The test results below show that, for the data set exlusing outliers, the 0.453 value for Wilks Lambda is significant at the 0.1% level and hence \(H_{0}\) should be rejected.
## Df Wilks approx F num Df den Df Pr(>F)
## quantile 3 0.45262 499.22 39 63430 < 2.2e-16 ***
## Residuals 21432
## ---
## Signif. codes: 0 '***' 0.001 '**' 0.01 '*' 0.05 '.' 0.1 ' ' 1
Following the recommendation in (Johnson, Wichern, and others (2014)), we repeat the test using the data with outliers.Again the value for Wilks Lambda of 0.453 is significant at the 0.1% level and hence \(H_{0}\) should be rejected.
## Df Wilks approx F num Df den Df Pr(>F)
## quantile 3 0.45331 489.08 39 62278 < 2.2e-16 ***
## Residuals 21043
## ---
## Signif. codes: 0 '***' 0.001 '**' 0.01 '*' 0.05 '.' 0.1 ' ' 1
The Treatment effects and the width of the simultaneous Bonferroni confidence intervals (\(\alpha=0.05\))are given below. Due to the c5000 observations in each quantile the confidence intervals are very narrow and even small differences in treatment effects are significant.

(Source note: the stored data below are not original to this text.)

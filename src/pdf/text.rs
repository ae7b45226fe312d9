use crate::fonts::FontFace;

/// Width of `text` set in `face` at `size` points.
pub fn measure(text: &str, face: &FontFace, size: f32) -> f32 {
    face.text_width(text, size)
}

/// Greedy word wrap. Words are never split: a word wider than `max_width`
/// gets a line of its own and overflows.
pub fn wrap(text: &str, face: &FontFace, size: f32, max_width: f32) -> Vec<String> {
    let mut lines = Vec::new();
    let mut current = String::new();

    for word in text.split_whitespace() {
        let candidate = if current.is_empty() {
            word.to_string()
        } else {
            format!("{current} {word}")
        };
        if measure(&candidate, face, size) <= max_width {
            current = candidate;
        } else {
            if !current.is_empty() {
                lines.push(std::mem::take(&mut current));
            }
            current = word.to_string();
        }
    }

    if !current.is_empty() {
        lines.push(current);
    }
    lines
}

/// Split on runs of newlines; blank lines separate paragraphs rather than
/// producing empty ones.
pub fn split_paragraphs(text: &str) -> Vec<&str> {
    text.split(['\n', '\r'])
        .filter(|p| !p.trim().is_empty())
        .collect()
}
pub(crate) mod flow;
pub(crate) mod sections;
pub mod text;

use std::collections::{BTreeSet, HashMap};

use pdf_writer::{Content, Filter, Name, Pdf, Rect, Ref, Str, TextStr};

use crate::assets::{AssetMap, AssetPixels};
use crate::config::RenderConfig;
use crate::error::Error;
use crate::fonts::{FontContext, Weight};
use crate::model::ContentNode;

use flow::Canvas;
use sections::{draw_shot, draw_title, render_nodes};

pub const APPENDIX_TITLE: &str = "Screenshot Appendix";

/// One positioned primitive. Coordinates are PDF points from the bottom-left corner.
#[derive(Clone, Debug, PartialEq)]
pub enum DrawOp {
    Text {
        x: f32,
        baseline: f32,
        text: String,
        weight: Weight,
        size: f32,
    },
    Image {
        /// Index into the document's asset map.
        asset: usize,
        x: f32,
        y: f32,
        width: f32,
        height: f32,
    },
}

#[derive(Clone, Debug, Default, PartialEq)]
pub struct Page {
    pub ops: Vec<DrawOp>,
}

impl Page {
    pub fn texts(&self) -> impl Iterator<Item = &str> {
        self.ops.iter().filter_map(|op| match op {
            DrawOp::Text { text, .. } => Some(text.as_str()),
            DrawOp::Image { .. } => None,
        })
    }

    pub fn image_count(&self) -> usize {
        self.ops
            .iter()
            .filter(|op| matches!(op, DrawOp::Image { .. }))
            .count()
    }
}

/// Fully paginated document, ready to serialize.
#[derive(Clone, Debug, Default, PartialEq)]
pub struct DocumentLayout {
    pub pages: Vec<Page>,
    /// Index of the appendix page, when one was added.
    pub appendix_page: Option<usize>,
}

/// Lay out the body nodes, then the appendix when any asset was embedded.
pub fn layout(
    nodes: &[ContentNode],
    assets: &AssetMap,
    fonts: &FontContext,
    cfg: &RenderConfig,
) -> DocumentLayout {
    let mut canvas = Canvas::new(cfg, fonts);
    let mut state = canvas.begin();
    render_nodes(&mut canvas, &mut state, nodes, assets);

    let mut appendix_page = None;
    if !assets.is_empty() {
        canvas.new_page(&mut state);
        appendix_page = Some(state.page);
        draw_title(&mut canvas, &mut state, APPENDIX_TITLE);
        for asset in assets.iter() {
            draw_shot(&mut canvas, &mut state, &asset.shot.id, assets);
        }
    }

    DocumentLayout {
        pages: canvas.into_pages(),
        appendix_page,
    }
}

/// Characters drawn somewhere in `doc` that their face cannot encode.
pub fn unencodable_chars(doc: &DocumentLayout, fonts: &FontContext) -> BTreeSet<char> {
    let mut missing = BTreeSet::new();
    for op in doc.pages.iter().flat_map(|p| p.ops.iter()) {
        if let DrawOp::Text { text, weight, .. } = op {
            let face = fonts.face(*weight);
            missing.extend(text.chars().filter(|&ch| !face.can_encode(ch)));
        }
    }
    missing
}

/// Serialize a laid-out document.
pub fn write_pdf(
    doc: &DocumentLayout,
    assets: &AssetMap,
    fonts: &FontContext,
    cfg: &RenderConfig,
    title: &str,
) -> Result<Vec<u8>, Error> {
    if doc.pages.is_empty() {
        return Err(Error::Pdf("document has no pages".into()));
    }

    let mut pdf = Pdf::new();
    let mut next_id = 1i32;
    let mut alloc = || {
        let r = Ref::new(next_id);
        next_id += 1;
        r
    };

    let catalog_id = alloc();
    let pages_id = alloc();
    let info_id = alloc();

    let mut used_chars: HashMap<Weight, BTreeSet<char>> = HashMap::new();
    for op in doc.pages.iter().flat_map(|p| p.ops.iter()) {
        if let DrawOp::Text { text, weight, .. } = op {
            used_chars.entry(*weight).or_default().extend(text.chars());
        }
    }
    let font_pairs = fonts.write(&mut pdf, &mut alloc, &used_chars);

    let image_xobjects: Vec<(String, Ref)> = assets
        .iter()
        .enumerate()
        .map(|(i, asset)| {
            let name = format!("Im{}", i + 1);
            let xobj_ref = alloc();
            embed_image(&mut pdf, xobj_ref, asset, &mut alloc);
            (name, xobj_ref)
        })
        .collect();

    let n = doc.pages.len();
    let page_ids: Vec<Ref> = (0..n).map(|_| alloc()).collect();
    let content_ids: Vec<Ref> = (0..n).map(|_| alloc()).collect();

    for (i, page) in doc.pages.iter().enumerate() {
        let content = page_content(page, fonts, &image_xobjects);
        let raw = content.finish();
        let compressed = miniz_oxide::deflate::compress_to_vec_zlib(raw.as_slice(), 6);
        pdf.stream(content_ids[i], &compressed)
            .filter(Filter::FlateDecode);
    }

    pdf.catalog(catalog_id).pages(pages_id);
    pdf.pages(pages_id)
        .kids(page_ids.iter().copied())
        .count(n as i32);

    for i in 0..n {
        let mut page = pdf.page(page_ids[i]);
        page.media_box(Rect::new(0.0, 0.0, cfg.page_width, cfg.page_height))
            .parent(pages_id)
            .contents(content_ids[i]);
        let mut resources = page.resources();
        {
            let mut font_dict = resources.fonts();
            for (name, font_ref) in &font_pairs {
                font_dict.pair(Name(name.as_bytes()), *font_ref);
            }
        }
        if !image_xobjects.is_empty() {
            let mut xobjects = resources.x_objects();
            for (name, xobj_ref) in &image_xobjects {
                xobjects.pair(Name(name.as_bytes()), *xobj_ref);
            }
        }
    }

    pdf.document_info(info_id)
        .title(TextStr(title))
        .producer(TextStr(concat!("shotdoc-pdf ", env!("CARGO_PKG_VERSION"))));

    Ok(pdf.finish())
}

fn page_content(page: &Page, fonts: &FontContext, image_xobjects: &[(String, Ref)]) -> Content {
    let mut content = Content::new();
    for op in &page.ops {
        match op {
            DrawOp::Text {
                x,
                baseline,
                text,
                weight,
                size,
            } => {
                let face = fonts.face(*weight);
                let bytes = face.encode(text);
                if bytes.is_empty() {
                    continue;
                }
                content.begin_text();
                content.set_fill_gray(0.0);
                content.set_font(Name(face.pdf_name.as_bytes()), *size);
                content.next_line(*x, *baseline);
                content.show(Str(&bytes));
                content.end_text();
            }
            DrawOp::Image {
                asset,
                x,
                y,
                width,
                height,
            } => {
                let Some((name, _)) = image_xobjects.get(*asset) else {
                    continue;
                };
                content.save_state();
                content.transform([*width, 0.0, 0.0, *height, *x, *y]);
                content.x_object(Name(name.as_bytes()));
                content.restore_state();
            }
        }
    }
    content
}

fn embed_image(
    pdf: &mut Pdf,
    xobj_ref: Ref,
    asset: &crate::assets::Asset,
    alloc: &mut impl FnMut() -> Ref,
) {
    let (w, h) = (asset.width as i32, asset.height as i32);
    match &asset.pixels {
        AssetPixels::Jpeg { data, gray } => {
            let mut xobj = pdf.image_xobject(xobj_ref, data);
            xobj.filter(Filter::DctDecode);
            xobj.width(w);
            xobj.height(h);
            if *gray {
                xobj.color_space().device_gray();
            } else {
                xobj.color_space().device_rgb();
            }
            xobj.bits_per_component(8);
        }
        AssetPixels::Raw { rgb, alpha } => {
            let compressed_rgb = miniz_oxide::deflate::compress_to_vec_zlib(rgb, 6);
            let smask_ref = alpha.as_ref().map(|alpha| {
                let compressed_alpha = miniz_oxide::deflate::compress_to_vec_zlib(alpha, 6);
                let mask_ref = alloc();
                let mut mask = pdf.image_xobject(mask_ref, &compressed_alpha);
                mask.filter(Filter::FlateDecode);
                mask.width(w);
                mask.height(h);
                mask.color_space().device_gray();
                mask.bits_per_component(8);
                mask_ref
            });

            let mut xobj = pdf.image_xobject(xobj_ref, &compressed_rgb);
            xobj.filter(Filter::FlateDecode);
            xobj.width(w);
            xobj.height(h);
            xobj.color_space().device_rgb();
            xobj.bits_per_component(8);
            if let Some(mask_ref) = smask_ref {
                xobj.s_mask(mask_ref);
            }
        }
    }
}
use thiserror::Error;

#[derive(Debug, Error)]
pub enum Error {
    #[error("I/O error: {0}")]
    Io(#[from] std::io::Error),

    #[error("invalid request JSON: {0}")]
    Json(#[from] serde_json::Error),

    #[error("image decode failed: {0}")]
    Image(String),

    #[error("PDF error: {0}")]
    Pdf(String),
}
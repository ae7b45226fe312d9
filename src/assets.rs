use std::collections::HashMap;
use std::sync::LazyLock;

use base64::Engine;
use regex::Regex;

use crate::error::Error;
use crate::model::Shot;

static DATA_URL: LazyLock<Regex> = LazyLock::new(|| {
    Regex::new(r"^data:([^;]+);base64,(.*)$").expect("data URL pattern is valid")
});

/// Decoded pixel payload in the form it will be written to the PDF.
pub(crate) enum AssetPixels {
    /// Original JPEG bytes, passed through as DCTDecode.
    Jpeg { data: Vec<u8>, gray: bool },
    /// 8-bit RGB samples plus an optional 8-bit alpha plane.
    Raw { rgb: Vec<u8>, alpha: Option<Vec<u8>> },
}

/// One embedded screenshot.
pub struct Asset {
    pub shot: Shot,
    pub width: u32,
    pub height: u32,
    pub(crate) pixels: AssetPixels,
}

/// Embedded assets keyed by shot id, in input order.
#[derive(Default)]
pub struct AssetMap {
    assets: Vec<Asset>,
    /// shot id -> position in `assets`
    index: HashMap<String, usize>,
}

impl AssetMap {
    pub fn len(&self) -> usize {
        self.assets.len()
    }

    pub fn is_empty(&self) -> bool {
        self.assets.is_empty()
    }

    pub fn get(&self, id: &str) -> Option<&Asset> {
        self.position(id).map(|i| &self.assets[i])
    }

    pub(crate) fn position(&self, id: &str) -> Option<usize> {
        self.index.get(id).copied()
    }

    pub(crate) fn by_index(&self, index: usize) -> Option<&Asset> {
        self.assets.get(index)
    }

    pub fn iter(&self) -> impl Iterator<Item = &Asset> {
        self.assets.iter()
    }

    pub fn ids(&self) -> Vec<&str> {
        self.assets.iter().map(|a| a.shot.id.as_str()).collect()
    }

    /// A repeated id replaces the earlier asset but keeps its position.
    fn insert(&mut self, asset: Asset) {
        match self.position(&asset.shot.id) {
            Some(i) => self.assets[i] = asset,
            None => {
                self.index.insert(asset.shot.id.clone(), self.assets.len());
                self.assets.push(asset);
            }
        }
    }
}

/// Result of the embedding pass: what decoded, and one warning per shot that did not.
pub struct Embedded {
    pub assets: AssetMap,
    pub warnings: Vec<String>,
}

/// Split `data:<mime>;base64,<payload>` into its mime type and payload.
pub fn parse_data_url(url: &str) -> Option<(&str, &str)> {
    let caps = DATA_URL.captures(url)?;
    Some((caps.get(1)?.as_str(), caps.get(2)?.as_str()))
}

/// Decode every shot in order. A shot whose URL is not a base64 data URL is
/// skipped quietly; one whose payload fails to decode is skipped with a warning.
pub fn embed_shots(shots: &[Shot]) -> Embedded {
    let mut assets = AssetMap::default();
    let mut warnings = Vec::new();

    for shot in shots {
        let Some((mime, payload)) = parse_data_url(&shot.data_url) else {
            log::debug!("Shot {}: not a base64 data URL, skipped", shot.id);
            continue;
        };
        match decode_asset(shot, mime, payload) {
            Ok(asset) => {
                log::debug!(
                    "Shot {}: embedded {}x{} ({mime})",
                    shot.id,
                    asset.width,
                    asset.height
                );
                assets.insert(asset);
            }
            Err(e) => {
                log::warn!("Shot {}: {e}", shot.id);
                warnings.push(format!("Failed to embed screenshot {}", shot.id));
            }
        }
    }

    Embedded { assets, warnings }
}

fn decode_asset(shot: &Shot, mime: &str, payload: &str) -> Result<Asset, Error> {
    let bytes = base64::engine::general_purpose::STANDARD
        .decode(payload.trim())
        .map_err(|e| Error::Image(format!("base64: {e}")))?;

    let format = if mime.contains("jpeg") {
        image::ImageFormat::Jpeg
    } else {
        image::ImageFormat::Png
    };
    let reader = image::ImageReader::with_format(std::io::Cursor::new(&bytes), format);
    let decoded = reader
        .decode()
        .map_err(|e| Error::Image(format!("{format:?}: {e}")))?;

    let (width, height) = (decoded.width(), decoded.height());
    if width == 0 || height == 0 {
        return Err(Error::Image("image has no pixels".into()));
    }

    // The decoder reports CMYK and YCCK as Rgb8 after converting them, so the
    // DCT stream is only reused when its own component count matches.
    let components = match format {
        image::ImageFormat::Jpeg => jpeg_components(&bytes),
        _ => None,
    };
    let pixels = match (components, decoded.color()) {
        (Some(3), image::ColorType::Rgb8) => AssetPixels::Jpeg {
            data: bytes,
            gray: false,
        },
        (Some(1), image::ColorType::L8) => AssetPixels::Jpeg {
            data: bytes,
            gray: true,
        },
        _ => {
            let rgba = decoded.to_rgba8();
            let has_alpha = rgba.pixels().any(|p| p.0[3] < 255);
            let rgb = rgba.pixels().flat_map(|p| [p.0[0], p.0[1], p.0[2]]).collect();
            let alpha = has_alpha.then(|| rgba.pixels().map(|p| p.0[3]).collect());
            AssetPixels::Raw { rgb, alpha }
        }
    };

    Ok(Asset {
        shot: shot.clone(),
        width,
        height,
        pixels,
    })
}

/// Component count from the first SOF segment of a JPEG stream.
fn jpeg_components(data: &[u8]) -> Option<u8> {
    if data.len() < 2 || data[0] != 0xFF || data[1] != 0xD8 {
        return None;
    }
    let mut i = 2;
    while i + 4 < data.len() {
        if data[i] != 0xFF {
            return None;
        }
        let marker = data[i + 1];
        if marker == 0xD9 || marker == 0xDA {
            return None;
        }
        let len = u16::from_be_bytes([data[i + 2], data[i + 3]]) as usize;
        // SOF0..SOF15, minus DHT (C4), JPG (C8) and DAC (CC)
        if (0xC0..=0xCF).contains(&marker) && !matches!(marker, 0xC4 | 0xC8 | 0xCC) {
            return data.get(i + 9).copied();
        }
        i += 2 + len;
    }
    None
}

#[cfg(test)]
mod tests {
    use super::*;

    fn png_data_url(w: u32, h: u32) -> String {
        let img = image::RgbImage::from_pixel(w, h, image::Rgb([10, 20, 30]));
        let mut buf = std::io::Cursor::new(Vec::new());
        img.write_to(&mut buf, image::ImageFormat::Png).unwrap();
        format!(
            "data:image/png;base64,{}",
            base64::engine::general_purpose::STANDARD.encode(buf.into_inner())
        )
    }

    fn shot(id: &str, data_url: String) -> Shot {
        Shot {
            id: id.into(),
            label: None,
            note: None,
            timecode: "00:01".into(),
            data_url,
        }
    }

    #[test]
    fn parses_data_url_parts() {
        assert_eq!(
            parse_data_url("data:image/jpeg;base64,QUJD"),
            Some(("image/jpeg", "QUJD"))
        );
        assert_eq!(parse_data_url("data:image/png,QUJD"), None);
        assert_eq!(parse_data_url("https://example.com/a.png"), None);
    }

    #[test]
    fn embeds_valid_png_with_intrinsic_size() {
        let out = embed_shots(&[shot("s1", png_data_url(40, 30))]);
        assert!(out.warnings.is_empty());
        let asset = out.assets.get("s1").unwrap();
        assert_eq!((asset.width, asset.height), (40, 30));
        assert!(matches!(asset.pixels, AssetPixels::Raw { alpha: None, .. }));
    }

    #[test]
    fn corrupt_image_is_skipped_with_warning() {
        let out = embed_shots(&[
            shot("bad", "data:image/png;base64,AAAA".into()),
            shot("good", png_data_url(4, 4)),
        ]);
        assert_eq!(out.assets.ids(), vec!["good"]);
        assert_eq!(out.warnings.len(), 1);
        assert!(out.warnings[0].contains("bad"));
    }

    #[test]
    fn malformed_url_is_skipped_without_warning() {
        let out = embed_shots(&[shot("s1", "not a data url".into())]);
        assert!(out.assets.is_empty());
        assert!(out.warnings.is_empty());
    }

    #[test]
    fn jpeg_mime_selects_jpeg_decoder() {
        // Valid PNG bytes labelled as JPEG must fail the JPEG decode.
        let png = png_data_url(4, 4).replace("image/png", "image/jpeg");
        let out = embed_shots(&[shot("s1", png)]);
        assert!(out.assets.is_empty());
        assert_eq!(out.warnings.len(), 1);
    }

    #[test]
    fn jpeg_rgb_passes_through() {
        let img = image::RgbImage::from_pixel(8, 6, image::Rgb([200, 100, 50]));
        let mut buf = std::io::Cursor::new(Vec::new());
        img.write_to(&mut buf, image::ImageFormat::Jpeg).unwrap();
        let bytes = buf.into_inner();
        let url = format!(
            "data:image/jpeg;base64,{}",
            base64::engine::general_purpose::STANDARD.encode(&bytes)
        );
        let out = embed_shots(&[shot("j", url)]);
        let asset = out.assets.get("j").unwrap();
        assert_eq!((asset.width, asset.height), (8, 6));
        match &asset.pixels {
            AssetPixels::Jpeg { data, gray } => {
                assert_eq!(data, &bytes);
                assert!(!gray);
            }
            AssetPixels::Raw { .. } => panic!("expected JPEG pass-through"),
        }
    }

    #[test]
    fn cmyk_jpeg_is_not_passed_through() {
        let bytes = include_bytes!("../tests/fixtures/cmyk_8x8.jpg");
        assert_eq!(jpeg_components(bytes), Some(4));

        let url = format!(
            "data:image/jpeg;base64,{}",
            base64::engine::general_purpose::STANDARD.encode(bytes)
        );
        let out = embed_shots(&[shot("cmyk", url)]);
        match out.assets.get("cmyk") {
            Some(asset) => {
                assert_eq!((asset.width, asset.height), (8, 8));
                assert!(matches!(asset.pixels, AssetPixels::Raw { .. }));
            }
            None => assert_eq!(out.warnings.len(), 1),
        }
    }

    #[test]
    fn reads_component_count_from_frame_header() {
        let img = image::GrayImage::from_pixel(4, 4, image::Luma([90]));
        let mut buf = std::io::Cursor::new(Vec::new());
        img.write_to(&mut buf, image::ImageFormat::Jpeg).unwrap();
        assert_eq!(jpeg_components(buf.get_ref()), Some(1));
        assert_eq!(jpeg_components(b"\x89PNG"), None);
        assert_eq!(jpeg_components(&[0xFF, 0xD8, 0xFF, 0xD9]), None);
    }

    #[test]
    fn order_follows_input_and_duplicates_keep_position() {
        let out = embed_shots(&[
            shot("a", png_data_url(2, 2)),
            shot("b", png_data_url(3, 3)),
            shot("a", png_data_url(5, 5)),
        ]);
        assert_eq!(out.assets.ids(), vec!["a", "b"]);
        assert_eq!(out.assets.get("a").unwrap().width, 5);
        assert_eq!(out.assets.position("b"), Some(1));
        assert_eq!(out.assets.position("c"), None);
    }
}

Base | Base->Q2 | Base->Q3 | Base->Q4 | BF Range | |
---|---|---|---|---|---|
sqft_above | 1316.20 | 241.64 | 440.82 | 1221.18 | 84.21 |
RenovationFlag | 1.03 | 0.00 | 0.01 | 0.05 | 0.00 |
grade | 6.81 | 0.49 | 0.90 | 2.04 | 0.00 |
condition | 3.41 | -0.05 | -0.01 | 0.05 | 0.00 |
View | 0.04 | 0.06 | 0.14 | 0.59 | 0.00 |
WaterfrontView | 0.00 | 0.00 | 0.00 | 0.02 | 0.00 |
NumberOfFloors | 1.28 | 0.18 | 0.26 | 0.44 | 0.00 |
NumberOfBedrooms | 3.03 | 0.19 | 0.38 | 0.79 | 0.00 |
NumberOfBathrooms | 1.66 | 0.30 | 0.51 | 1.01 | 0.00 |
SaleYear | 2014.31 | 0.01 | 0.01 | 0.01 | 0.00 |
ConstructionYear | 1967.35 | 5.60 | 3.83 | 5.54 | 0.15 |
sqft_lot | 10501.79 | 2274.49 | 5447.66 | 10861.44 | 300962.16 |
sqft_living | 1467.71 | 314.45 | 616.93 | 1534.64 | 91.02 |
Conclusion
We reject the Null at the 5% level, both with and without outliers, using the Wilks Lambda statistic. We conclude that there are statistically significant differences in the data between the mean vectors of the top, middle, lower and bottom price quartiles.
References
Johnson, Richard Arnold, Dean W Wichern, and others. 2014. Applied Multivariate Statistical Analysis. Vol. 4. Prentice-Hall New Jersey.